Brief: Every line of the entries below from the one containing "of the channel." to the one containing "Returns the connector", both ends included, must be written out exactly. No other line belongs in the answer.

Stored data:
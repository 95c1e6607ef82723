use std::path::PathBuf;

use rustyline::error::ReadlineError;
use strsim::levenshtein;
use thiserror::Error;

use super::commands::{self, CommandEntry};
use super::output;
use crate::{
    config::{Config, ConfigManager},
    core::time::{Clock, SystemClock},
    currency::format_currency_value,
    errors::NatilleraError,
    ledger::Transaction,
    savings::SavingsAccount,
};

#[derive(Debug, Error)]
pub enum CliError {
    #[error("IO error: {0}")]
    Io(#[from] std::io::Error),
    #[error("Line editor error: {0}")]
    Readline(#[from] ReadlineError),
    #[error(transparent)]
    Core(#[from] NatilleraError),
}

#[derive(Debug, Error)]
pub enum CommandError {
    #[error("{0}")]
    InvalidArguments(String),
    #[error("Unknown command `{0}`")]
    UnknownCommand(String),
    #[error(transparent)]
    Core(#[from] NatilleraError),
}

pub type CommandResult = Result<LoopControl, CommandError>;

#[derive(Debug, Clone, Copy, PartialEq, Eq)]
pub enum CliMode {
    Interactive,
    Script,
}

#[derive(Debug, Clone, Copy, PartialEq, Eq)]
pub enum LoopControl {
    Continue,
    Exit,
}

/// Session state for one shell: the loaded ledger, the member's savings
/// account and the active configuration.
pub struct ShellContext {
    pub(crate) mode: CliMode,
    pub(crate) config: Config,
    pub(crate) config_manager: ConfigManager,
    pub(crate) clock: Box<dyn Clock>,
    pub(crate) transactions: Vec<Transaction>,
    pub(crate) savings: SavingsAccount,
    pub(crate) ledger_path: Option<PathBuf>,
    pub(crate) running: bool,
    registry: Vec<CommandEntry>,
}

impl ShellContext {
    pub fn new(mode: CliMode) -> Result<Self, CliError> {
        let config_manager = ConfigManager::new()?;
        let config = config_manager.load()?;
        Ok(Self::with_parts(
            mode,
            config,
            config_manager,
            Box::new(SystemClock),
        ))
    }

    pub fn with_parts(
        mode: CliMode,
        config: Config,
        config_manager: ConfigManager,
        clock: Box<dyn Clock>,
    ) -> Self {
        output::set_preferences(output::OutputPreferences {
            plain: mode == CliMode::Script,
        });
        let savings = SavingsAccount::new(0.0, config.default_interest_rate_pct);
        Self {
            mode,
            config,
            config_manager,
            clock,
            transactions: Vec::new(),
            savings,
            ledger_path: None,
            running: true,
            registry: commands::registry(),
        }
    }

    pub fn mode(&self) -> CliMode {
        self.mode
    }

    pub fn prompt(&self) -> String {
        match &self.ledger_path {
            Some(path) => {
                let name = path
                    .file_stem()
                    .and_then(|stem| stem.to_str())
                    .unwrap_or("ledger");
                format!("natillera [{}]> ", name)
            }
            None => "natillera> ".to_string(),
        }
    }

    pub fn command_names(&self) -> Vec<&'static str> {
        self.registry.iter().map(|entry| entry.name).collect()
    }

    pub(crate) fn entries(&self) -> &[CommandEntry] {
        &self.registry
    }

    pub(crate) fn money(&self, value: f64) -> String {
        format_currency_value(value, &self.config.locale_config())
    }

    pub fn dispatch(&mut self, command: &str, args: &[&str]) -> CommandResult {
        let handler = self
            .registry
            .iter()
            .find(|entry| {
                entry.name == command || entry.aliases.iter().any(|alias| *alias == command)
            })
            .map(|entry| entry.handler);
        match handler {
            Some(handler) => {
                tracing::debug!(command, ?args, "dispatching command");
                handler(self, args)
            }
            None => Err(CommandError::UnknownCommand(command.to_string())),
        }
    }

    fn suggest(&self, input: &str) {
        let mut suggestions: Vec<_> = self
            .registry
            .iter()
            .map(|entry| (levenshtein(entry.name, input), entry.name))
            .collect();
        suggestions.sort_by_key(|(distance, _)| *distance);

        if let Some((distance, best)) = suggestions.first() {
            if *distance <= 3 {
                output::hint(format!("Did you mean `{}`?", best));
            }
        }
    }

    pub fn report_error(&self, err: CommandError) {
        match err {
            CommandError::InvalidArguments(message) => {
                output::error(message);
                output::hint("Use `help <command>` for usage details.");
            }
            CommandError::UnknownCommand(name) => {
                output::error(format!("Unknown command `{}`.", name));
                self.suggest(&name);
            }
            CommandError::Core(err) => output::error(err),
        }
    }
}
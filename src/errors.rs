use thiserror::Error;

/// Error type for the fallible edges of the crate: files, whole-document
/// decoding, contribution posting and loan validation.
#[derive(Debug, Error)]
pub enum NatilleraError {
    #[error("IO error: {0}")]
    Io(#[from] std::io::Error),
    #[error("Serialization error: {0}")]
    Serde(#[from] serde_json::Error),
    #[error("Invalid input: {0}")]
    InvalidInput(String),
    #[error("Loan already settled")]
    LoanSettled,
    #[error("Configuration error: {0}")]
    Config(String),
}

pub type NatilleraResult<T> = Result<T, NatilleraError>;
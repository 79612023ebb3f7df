pub mod channel;
pub mod dispatch;
pub mod engine;
pub mod feedback;
pub mod send;
pub mod transport;

pub mod mock;

pub use channel::{reconnect_delay, ChannelManager};
pub use engine::ChatEngine;
pub use transport::{TransportConnector, WsConnector};

use std::sync::Arc;

use parking_lot::Mutex;
use tether_store::ChatStore;

/// The single shared state container. Every mutation handler runs to
/// completion under this lock, so readers never see a half-applied
/// transition. The lock is never held across an await point.
pub type SharedStore = Arc<Mutex<ChatStore>>;
pub mod ledger;
pub mod registry;
pub mod store;

pub use ledger::MessageLedger;
pub use registry::SessionRegistry;
pub use store::ChatStore;
use tether_api::types::FeedbackUpsert;
use tether_api::Backend;
use tether_core::errors::EngineError;
use tether_core::ids::{MessageId, SessionId};
use tether_core::message::Feedback;

use crate::engine::ChatEngine;

/// Feedback is applied optimistically and rolled back to the prior value if
/// the backend call fails.
impl ChatEngine {
    pub async fn set_feedback(
        &self,
        session_id: &SessionId,
        message_id: &MessageId,
        feedback: Option<Feedback>,
    ) -> Result<(), EngineError> {
        let (prior, agent_id) = {
            let mut store = self.store.lock();
            let prior = store.apply_feedback(session_id, message_id, feedback);
            let agent_id = store
                .messages(session_id)
                .iter()
                .find(|m| m.id == *message_id)
                .and_then(|m| m.agent_id.clone());
            (prior, agent_id)
        };
        // Unknown message: nothing was changed, nothing to persist.
        let Some(prior) = prior else {
            return Ok(());
        };

        let request = FeedbackUpsert::new(
            session_id.clone(),
            message_id.clone(),
            agent_id,
            feedback,
        );
        match self.backend.upsert_feedback(request).await {
            Ok(()) => Ok(()),
            Err(e) => {
                let err = EngineError::FeedbackFailed(e.to_string());
                let mut store = self.store.lock();
                store.apply_feedback(session_id, message_id, prior);
                store.report_error(&err);
                Err(err)
            }
        }
    }
}
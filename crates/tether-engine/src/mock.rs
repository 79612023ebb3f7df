use std::collections::VecDeque;
use std::sync::atomic::{AtomicUsize, Ordering};
use std::sync::Arc;

use async_trait::async_trait;
use parking_lot::Mutex;
use tokio::sync::mpsc;

use crate::transport::{
    FrameSink, FrameStream, TransportConnector, TransportError, TransportPair,
};

/// Scripted connector for deterministic channel tests without sockets.
/// Each accepted dial hands the test a `MockRemote` it can drive like the
/// server side of the channel.
pub struct MockConnector {
    script: Mutex<VecDeque<ConnectScript>>,
    remote_tx: mpsc::UnboundedSender<MockRemote>,
    pub connect_calls: AtomicUsize,
}

enum ConnectScript {
    Accept,
    Refuse(String),
}

impl MockConnector {
    /// Returns the connector plus a receiver yielding one `MockRemote` per
    /// accepted dial.
    pub fn new() -> (Arc<Self>, mpsc::UnboundedReceiver<MockRemote>) {
        let (remote_tx, remote_rx) = mpsc::unbounded_channel();
        (
            Arc::new(Self {
                script: Mutex::new(VecDeque::new()),
                remote_tx,
                connect_calls: AtomicUsize::new(0),
            }),
            remote_rx,
        )
    }

    /// Make the next dial fail. Dials with no script entry succeed.
    pub fn refuse_next(&self, reason: &str) {
        self.script
            .lock()
            .push_back(ConnectScript::Refuse(reason.to_string()));
    }

    pub fn calls(&self) -> usize {
        self.connect_calls.load(Ordering::Relaxed)
    }
}

#[async_trait]
impl TransportConnector for MockConnector {
    async fn connect(&self, _url: &str) -> Result<TransportPair, TransportError> {
        self.connect_calls.fetch_add(1, Ordering::Relaxed);
        let next = self
            .script
            .lock()
            .pop_front()
            .unwrap_or(ConnectScript::Accept);
        match next {
            ConnectScript::Refuse(reason) => Err(TransportError::Connect(reason)),
            ConnectScript::Accept => {
                let (pair, remote) = mock_pair();
                let _ = self.remote_tx.send(remote);
                Ok(pair)
            }
        }
    }
}

/// The server end of a mocked channel.
pub struct MockRemote {
    to_client: mpsc::UnboundedSender<Result<String, TransportError>>,
    pub from_client: mpsc::UnboundedReceiver<String>,
}

impl MockRemote {
    pub fn send_frame(&self, json: &str) {
        let _ = self.to_client.send(Ok(json.to_string()));
    }

    pub fn send_error(&self, reason: &str) {
        let _ = self
            .to_client
            .send(Err(TransportError::Io(reason.to_string())));
    }

    /// Close the channel from the server side.
    pub fn close(self) {}
}

/// Build a connected (client pair, server remote).
pub fn mock_pair() -> (TransportPair, MockRemote) {
    let (to_client, inbound) = mpsc::unbounded_channel();
    let (outbound, from_client) = mpsc::unbounded_channel();
    (
        TransportPair {
            sink: Box::new(MockSink { tx: outbound }),
            stream: Box::new(MockStream { rx: inbound }),
        },
        MockRemote {
            to_client,
            from_client,
        },
    )
}

struct MockSink {
    tx: mpsc::UnboundedSender<String>,
}

#[async_trait]
impl FrameSink for MockSink {
    async fn send(&mut self, text: String) -> Result<(), TransportError> {
        self.tx.send(text).map_err(|_| TransportError::Closed)
    }
}

struct MockStream {
    rx: mpsc::UnboundedReceiver<Result<String, TransportError>>,
}

#[async_trait]
impl FrameStream for MockStream {
    async fn next_frame(&mut self) -> Option<Result<String, TransportError>> {
        self.rx.recv().await
    }
}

Response box:
/// server side of the channel.
pub struct MockConnector {
    script: Mutex<VecDeque<ConnectScript>>,
    remote_tx: mpsc::UnboundedSender<MockRemote>,
    pub connect_calls: AtomicUsize,
}

enum ConnectScript {
    Accept,
    Refuse(String),
}

impl MockConnector {
    /// Returns the connector plus a receiver yielding one `MockRemote` per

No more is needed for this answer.